O ensino infantil não passava de teoria e bons desejos. Seria ministrado em regime coeducativo e propunha-se o desenvolvimento integral da criança, de modo a beneficiá-la física, moral e intelectualmente, preparando-a para receber o ensino primário. Um dos objectivos a alcançar consistia na "fixação e criação de hábitos de ordem, asseio e higiene, pontualidade e método de trabalho". Abrangeria três classes, dos quatro aos sete anos.

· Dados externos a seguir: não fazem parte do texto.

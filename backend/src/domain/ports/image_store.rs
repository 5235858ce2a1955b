//! Port for durable image blob storage.

use std::path::PathBuf;

use async_trait::async_trait;

use crate::domain::ImageId;

/// Location of a blob written by [`ImageStore::save`].
#[derive(Debug, Clone, PartialEq, Eq)]
pub struct StoredImage {
    /// Adapter-specific location of the stored blob.
    pub path: PathBuf,
}

/// Errors raised by image store adapters.
#[derive(Debug, Clone, PartialEq, Eq, thiserror::Error)]
pub enum ImageStoreError {
    /// The backing medium failed to read or write the blob.
    #[error("image store I/O failed: {message}")]
    Io {
        /// Adapter-provided failure description.
        message: String,
    },
}

impl ImageStoreError {
    /// An I/O failure with the given message.
    pub fn io(message: impl Into<String>) -> Self {
        Self::Io {
            message: message.into(),
        }
    }
}

/// Port for writing, probing, and removing image blobs keyed by [`ImageId`].
///
/// Absence is a normal outcome for `get` and `delete`, never an error.
#[cfg_attr(test, mockall::automock)]
#[async_trait]
pub trait ImageStore: Send + Sync {
    /// Write the blob, replacing any previous content for the same id.
    async fn save(&self, image_id: &ImageId, bytes: &[u8])
    -> Result<StoredImage, ImageStoreError>;

    /// Read the blob, probing recognised extension variants in priority
    /// order; `None` when no variant exists.
    async fn get(&self, image_id: &ImageId) -> Result<Option<Vec<u8>>, ImageStoreError>;

    /// Remove the first matching extension variant; returns whether anything
    /// was removed.
    async fn delete(&self, image_id: &ImageId) -> Result<bool, ImageStoreError>;
}

/// Fixture implementation for tests that do not exercise blob storage.
#[derive(Debug, Default, Clone, Copy)]
pub struct FixtureImageStore;

#[async_trait]
impl ImageStore for FixtureImageStore {
    async fn save(
        &self,
        image_id: &ImageId,
        _bytes: &[u8],
    ) -> Result<StoredImage, ImageStoreError> {
        Ok(StoredImage {
            path: PathBuf::from(format!("{image_id}.jpg")),
        })
    }

    async fn get(&self, _image_id: &ImageId) -> Result<Option<Vec<u8>>, ImageStoreError> {
        Ok(None)
    }

    async fn delete(&self, _image_id: &ImageId) -> Result<bool, ImageStoreError> {
        Ok(false)
    }
}

#[cfg(test)]
mod tests {
    //! Fixture behaviour coverage.

    use rstest::rstest;

    use super::*;

    #[rstest]
    #[tokio::test]
    async fn fixture_reports_absence() {
        let store = FixtureImageStore;
        let id = ImageId::new("img-1").expect("valid image id");
        assert!(store.get(&id).await.expect("fixture get succeeds").is_none());
        assert!(!store.delete(&id).await.expect("fixture delete succeeds"));
    }

    #[rstest]
    #[tokio::test]
    async fn fixture_save_reports_a_jpg_location() {
        let store = FixtureImageStore;
        let id = ImageId::new("img-1").expect("valid image id");
        let stored = store.save(&id, b"bytes").await.expect("fixture save succeeds");
        assert_eq!(stored.path, PathBuf::from("img-1.jpg"));
    }
}
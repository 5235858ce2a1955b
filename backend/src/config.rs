//! Application configuration loaded via OrthoConfig.
//!
//! Every knob arrives from the environment (prefix `GUARDPOST`), CLI
//! arguments, or a configuration file; secrets such as camera credentials
//! live in the referenced camera map document, never in code.

use std::path::PathBuf;
use std::time::Duration;

use ortho_config::OrthoConfig;
use serde::Deserialize;

use crate::domain::{CameraMap, CameraMapError};

const DEFAULT_BIND_ADDR: &str = "0.0.0.0:8080";
const DEFAULT_IMAGE_STORAGE_DIR: &str = "./storage/images";
const DEFAULT_CAMERA_FETCH_TIMEOUT_SECS: u64 = 10;

/// Configuration values for the Guardpost backend process.
#[derive(Debug, Clone, Deserialize, OrthoConfig)]
#[ortho_config(prefix = "GUARDPOST")]
pub struct AppSettings {
    /// Socket address the HTTP server binds to.
    pub bind_addr: Option<String>,
    /// PostgreSQL connection URL for the patrol record store.
    pub database_url: Option<String>,
    /// Directory holding stored patrol images.
    pub image_storage_dir: Option<PathBuf>,
    /// Path to the JSON camera map document; absent means no cameras.
    pub camera_map_path: Option<PathBuf>,
    /// Bound on a single camera snapshot fetch, in seconds.
    pub camera_fetch_timeout_secs: Option<u64>,
}

impl AppSettings {
    /// Bind address, falling back to `0.0.0.0:8080`.
    pub fn bind_addr(&self) -> &str {
        self.bind_addr.as_deref().unwrap_or(DEFAULT_BIND_ADDR)
    }

    /// Database URL; required to start the server.
    pub fn database_url(&self) -> Option<&str> {
        self.database_url.as_deref()
    }

    /// Image storage directory, falling back to `./storage/images`.
    pub fn image_storage_dir(&self) -> PathBuf {
        self.image_storage_dir
            .clone()
            .unwrap_or_else(|| PathBuf::from(DEFAULT_IMAGE_STORAGE_DIR))
    }

    /// Camera fetch timeout, falling back to 10 seconds.
    pub fn camera_fetch_timeout(&self) -> Duration {
        Duration::from_secs(
            self.camera_fetch_timeout_secs
                .unwrap_or(DEFAULT_CAMERA_FETCH_TIMEOUT_SECS),
        )
    }

    /// Load the camera map from the configured path.
    ///
    /// An unset path yields an empty map — a deployment without cameras is
    /// a normal configuration, not an error.
    ///
    /// # Errors
    ///
    /// Returns [`CameraMapError`] when a configured document cannot be read
    /// or parsed.
    pub fn camera_map(&self) -> Result<CameraMap, CameraMapError> {
        match &self.camera_map_path {
            Some(path) => CameraMap::from_path(path),
            None => Ok(CameraMap::empty()),
        }
    }
}
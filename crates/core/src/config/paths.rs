//! Path helpers shared by the loader, the dispatcher and the validator.

use std::path::{Path, PathBuf};

/// Makes `path` absolute against the current directory without touching the
/// filesystem. Falls back to the path as given if the current directory is
/// unavailable.
pub(crate) fn absolutize(path: &Path) -> PathBuf {
    std::path::absolute(path).unwrap_or_else(|_| path.to_path_buf())
}

/// Renders a config file location relative to the project root, for use in
/// error messages (`services/api/garden.yml`).
///
/// Files outside the project root are shown with their full path.
pub(crate) fn relative_config_path(project_root: &Path, dir: &Path, config_path: &Path) -> String {
    let file_name = config_path
        .file_name()
        .map(|name| name.to_string_lossy().into_owned())
        .unwrap_or_else(|| "garden.yml".to_string());

    match dir.strip_prefix(project_root) {
        Ok(rel) if rel.as_os_str().is_empty() => file_name,
        Ok(rel) => rel.join(file_name).display().to_string(),
        Err(_) => config_path.display().to_string(),
    }
}
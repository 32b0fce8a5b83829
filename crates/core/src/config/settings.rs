//! Loading of loader settings from TOML.

use crate::config::error::{ConfigError, ConfigResult};
use rk_protocol::LoaderSettings;
use std::io::ErrorKind;
use std::path::Path;

/// Reads [`LoaderSettings`] from a TOML file.
///
/// A missing file yields the default settings.
///
/// # Errors
///
/// Returns `ConfigError` if:
/// - The file exists but cannot be read
/// - The file is not valid TOML or has fields of the wrong type
pub async fn load_settings(path: &Path) -> ConfigResult<LoaderSettings> {
    let content = match tokio::fs::read_to_string(path).await {
        Ok(content) => content,
        Err(err) if err.kind() == ErrorKind::NotFound => return Ok(LoaderSettings::default()),
        Err(source) => {
            return Err(ConfigError::FileRead {
                path: path.to_path_buf(),
                source,
            })
        }
    };

    toml::from_str(&content).map_err(|source| ConfigError::SettingsParse {
        path: path.to_path_buf(),
        source,
    })
}
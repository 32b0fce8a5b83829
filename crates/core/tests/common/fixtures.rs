//! Test fixtures for laying out config files on disk.

use async_trait::async_trait;
use rk_core::config::{ConfigFileResolver, ConfigResult};
use std::path::{Path, PathBuf};
use tempfile::TempDir;

/// A project document.
#[allow(dead_code)]
pub const PROJECT_YAML: &str = r#"kind: Project
name: test-project
environments:
  - name: local
"#;

/// A module document using both dependency forms.
#[allow(dead_code)]
pub const MODULE_YAML: &str = r#"kind: Module
name: frontend
type: container
description: The web frontend
build:
  dependencies:
    - a
    - name: b
      copy:
        - source: x
fooBar: 42
"#;

/// Create a temporary directory holding the given config files.
///
/// `files` maps a path relative to the temp root (including the file name)
/// to its content. Parent directories are created as needed.
///
/// Returns a TempDir that must be kept alive for the test duration.
#[allow(dead_code)]
pub fn create_tree(files: &[(&str, &str)]) -> std::io::Result<TempDir> {
    let temp_dir = tempfile::tempdir()?;

    for (relative, content) in files {
        let path = temp_dir.path().join(relative);
        if let Some(parent) = path.parent() {
            std::fs::create_dir_all(parent)?;
        }
        std::fs::write(path, content)?;
    }

    Ok(temp_dir)
}

/// Create nested directories under `root` and return the deepest one.
#[allow(dead_code)]
pub fn create_nested_dir(root: &Path, relative: &str) -> std::io::Result<PathBuf> {
    let path = root.join(relative);
    std::fs::create_dir_all(&path)?;
    Ok(path)
}

/// Resolves `garden.yml` inside `root` only.
///
/// Directories above `root` resolve to a file that never exists, so upward
/// searches cannot pick up config files outside the test's temp directory.
#[allow(dead_code)]
pub struct ScopedResolver {
    pub root: PathBuf,
}

#[async_trait]
impl ConfigFileResolver for ScopedResolver {
    async fn resolve(&self, dir: &Path) -> ConfigResult<PathBuf> {
        if dir.starts_with(&self.root) {
            Ok(dir.join("garden.yml"))
        } else {
            Ok(self.root.join(".outside").join("garden.yml"))
        }
    }
}
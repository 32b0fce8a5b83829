//! Schema validation of assembled resources.

use crate::config::error::{ConfigError, ConfigResult, Violation};
use crate::config::paths::relative_config_path;
use crate::schema::definition::{ObjectSchema, Schema};
use regex::Regex;
use serde_yaml::Value;
use std::path::Path;
use std::sync::LazyLock;

const MAX_IDENTIFIER_LENGTH: usize = 63;

#[allow(clippy::expect_used)]
static IDENTIFIER: LazyLock<Regex> = LazyLock::new(|| {
    Regex::new(r"^[a-z][a-z0-9]*(-[a-z0-9]+)*$").expect("identifier pattern is valid")
});

/// Where the value being validated came from. Only used to build error messages.
#[derive(Debug, Clone, Copy)]
pub struct ValidationContext<'a> {
    /// Directory containing the config file.
    pub path: &'a Path,
    pub config_path: &'a Path,
    pub project_root: &'a Path,
    /// Label for the kind of config being validated, e.g. `module`.
    pub config_type: &'a str,
}

/// Validates a value against a [`Schema`].
///
/// Implementations report failures as [`ConfigError::Validation`], naming
/// each offending field and the constraint it broke.
pub trait SchemaValidator: Send + Sync {
    fn validate(&self, value: &Value, schema: &Schema, ctx: &ValidationContext<'_>)
        -> ConfigResult<()>;
}

/// The default validator. Collects every violation rather than stopping at the first.
#[derive(Debug, Clone, Copy, Default)]
pub struct BuiltinValidator;

impl SchemaValidator for BuiltinValidator {
    fn validate(
        &self,
        value: &Value,
        schema: &Schema,
        ctx: &ValidationContext<'_>,
    ) -> ConfigResult<()> {
        let mut violations = Vec::new();
        check(value, schema, "", &mut violations);

        if violations.is_empty() {
            return Ok(());
        }

        Err(ConfigError::Validation {
            config_type: ctx.config_type.to_string(),
            path: relative_config_path(ctx.project_root, ctx.path, ctx.config_path),
            violations,
        })
    }
}

fn check(value: &Value, schema: &Schema, path: &str, out: &mut Vec<Violation>) {
    match schema {
        Schema::Any => {}
        Schema::String => {
            if !value.is_string() {
                out.push(Violation::new(path, "must be a string"));
            }
        }
        Schema::Boolean => {
            if !value.is_bool() {
                out.push(Violation::new(path, "must be a boolean"));
            }
        }
        Schema::Mapping => {
            if !value.is_mapping() {
                out.push(Violation::new(path, "must be an object"));
            }
        }
        Schema::Identifier => match value.as_str() {
            Some(name) if is_identifier(name) => {}
            Some(_) => out.push(Violation::new(
                path,
                "must be a valid identifier (lowercase letters, digits and single dashes, \
                 starting with a letter, at most 63 characters)",
            )),
            None => out.push(Violation::new(path, "must be a string")),
        },
        Schema::OneOf(allowed) => match value.as_str() {
            Some(s) if allowed.iter().any(|allowed| *allowed == s) => {}
            _ => out.push(Violation::new(
                path,
                format!("must be one of [{}]", allowed.join(", ")),
            )),
        },
        Schema::Array(items) => match value.as_sequence() {
            Some(values) => {
                for (index, item) in values.iter().enumerate() {
                    check(item, items, &format!("{path}[{index}]"), out);
                }
            }
            None => out.push(Violation::new(path, "must be an array")),
        },
        Schema::Object(object) => check_object(value, object, path, out),
    }
}

fn check_object(value: &Value, object: &ObjectSchema, path: &str, out: &mut Vec<Violation>) {
    let Some(mapping) = value.as_mapping() else {
        out.push(Violation::new(path, "must be an object"));
        return;
    };

    for key in &object.keys {
        let child = child_path(path, key.name);
        match mapping.get(key.name) {
            // null is treated as absent
            None | Some(Value::Null) => {
                if key.required {
                    out.push(Violation::new(child, "is required"));
                }
            }
            Some(field) => check(field, &key.schema, &child, out),
        }
    }

    if object.allow_unknown {
        return;
    }

    for key in mapping.keys() {
        let known = key.as_str().is_some_and(|name| object.get(name).is_some());
        if !known {
            let name = key
                .as_str()
                .map(str::to_string)
                .unwrap_or_else(|| format!("{key:?}"));
            out.push(Violation::new(child_path(path, &name), "is not allowed"));
        }
    }
}

fn child_path(parent: &str, key: &str) -> String {
    if parent.is_empty() {
        key.to_string()
    } else {
        format!("{parent}.{key}")
    }
}

fn is_identifier(name: &str) -> bool {
    name.len() <= MAX_IDENTIFIER_LENGTH && IDENTIFIER.is_match(name)
}
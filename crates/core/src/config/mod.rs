//! Configuration loading and normalization.
//!
//! This module turns `garden.yml` files into typed resources and locates the
//! project enclosing a directory.

pub mod dispatch;
pub mod error;
pub mod loader;
pub mod locator;
pub mod module;
pub(crate) mod paths;
pub mod project;
pub mod resolver;
pub mod settings;
pub mod yaml;

pub use error::{ConfigError, ConfigResult, LintError, Violation};
pub use loader::{load_config, ConfigLoader};
pub use locator::find_project_config;
pub use resolver::{ConfigFileResolver, FsConfigFileResolver};
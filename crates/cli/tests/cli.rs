use assert_cmd::Command;
use predicates::prelude::*;
use std::fs;
use tempfile::tempdir;

#[test]
fn test_find_prints_project_json() {
    let dir = tempdir().expect("Failed to create temp dir");
    fs::write(dir.path().join("garden.yml"), "kind: Project\nname: demo\n")
        .expect("Failed to write garden.yml");
    let nested = dir.path().join("services/api");
    fs::create_dir_all(&nested).expect("Failed to create dirs");

    Command::cargo_bin("garden-config")
        .expect("Binary should build")
        .arg("find")
        .arg(&nested)
        .assert()
        .success()
        .stdout(predicate::str::contains("\"name\": \"demo\""))
        .stdout(predicate::str::contains("\"apiVersion\": \"garden.io/v0\""));
}

#[test]
fn test_load_prints_resources() {
    let dir = tempdir().expect("Failed to create temp dir");
    let content = "kind: Module\nname: api\ntype: exec\nbuild:\n  dependencies: [base]\n";
    fs::write(dir.path().join("garden.yml"), content).expect("Failed to write garden.yml");

    Command::cargo_bin("garden-config")
        .expect("Binary should build")
        .arg("load")
        .arg(dir.path())
        .arg("--project-root")
        .arg(dir.path())
        .assert()
        .success()
        .stdout(predicate::str::contains("\"kind\": \"Module\""))
        .stdout(predicate::str::contains("\"name\": \"base\""));
}

#[test]
fn test_load_reports_unknown_kind() {
    let dir = tempdir().expect("Failed to create temp dir");
    fs::write(dir.path().join("garden.yml"), "kind: Widget\n").expect("Failed to write garden.yml");

    Command::cargo_bin("garden-config")
        .expect("Binary should build")
        .arg("load")
        .arg(dir.path())
        .arg("--project-root")
        .arg(dir.path())
        .assert()
        .failure()
        .stderr(predicate::str::contains("Unknown config kind Widget"));
}

#[test]
fn test_settings_override_default_api_version() {
    let dir = tempdir().expect("Failed to create temp dir");
    fs::write(dir.path().join("garden.yml"), "kind: Project\nname: demo\n")
        .expect("Failed to write garden.yml");
    let settings = dir.path().join("loader.toml");
    fs::write(&settings, "default-api-version = \"garden.io/v1\"\n").expect("Failed to write settings");

    Command::cargo_bin("garden-config")
        .expect("Binary should build")
        .arg("--settings")
        .arg(&settings)
        .arg("find")
        .arg(dir.path())
        .assert()
        .success()
        .stdout(predicate::str::contains("\"apiVersion\": \"garden.io/v1\""));
}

O ensino elementar profissional, tal como o infantil, não passava também de teoria e bons propósitos. Era ministrado às crianças indígenas nas escolas rurais e destinava-se a criar hábitos de higiene, de compostura e de trabalho, predispondo os alunos a receber facilmente os benefícios da civilização, preparando o ingresso nas escolas-oficinas, das quais se considerava estádio preliminar. O ensino seria ministrado numa só classe e único curso, inicialmente em línguas indígenas mas com progressiva transição para a prática da língua portuguesa. Recomendava-se expressamente que a sua instalação se fizesse... com sobriedade.
O ensino profissional era ministrado nas escolas-oficinas, e tinha a finalidade de dar aos indígenas educação profissional, criando neles hábitos de trabalho e proporcionando-lhes os conhecimentos literários compatíveis com o seu desenvolvimento intelectual. Compreendia duas partes:—- a geral, com a instrução literária elementar; e a técnica, que tenderia para a especialização. Adoptar-se-ia, sempre que possível, o regime de internato; se isso não fosse possível, optar-se-ia pelo de semi-internato. No primeiro caso, não era permitida a coeducação de sexos. Seriam criadas em todas as circunscrições administrativas onde ainda não existissem. Anexa à escola haveria uma granja agrícola, integrada no estabelecimento.
Em 15 de Maio de 1929, era aprovado e entrava em vigor o texto da Organização dos Serviços de Instrução Pública da Colónia de Angola. Fixava normas e estabelecia regras a seguir na direcção das actividades escolares. As exigências burocráticas passaram a exercer um império cada vez mais pesado. À medida que os serviços da instrução se difundiam e alargavam, aumentavam as solicitações estruturais e as necessidades de ordenação.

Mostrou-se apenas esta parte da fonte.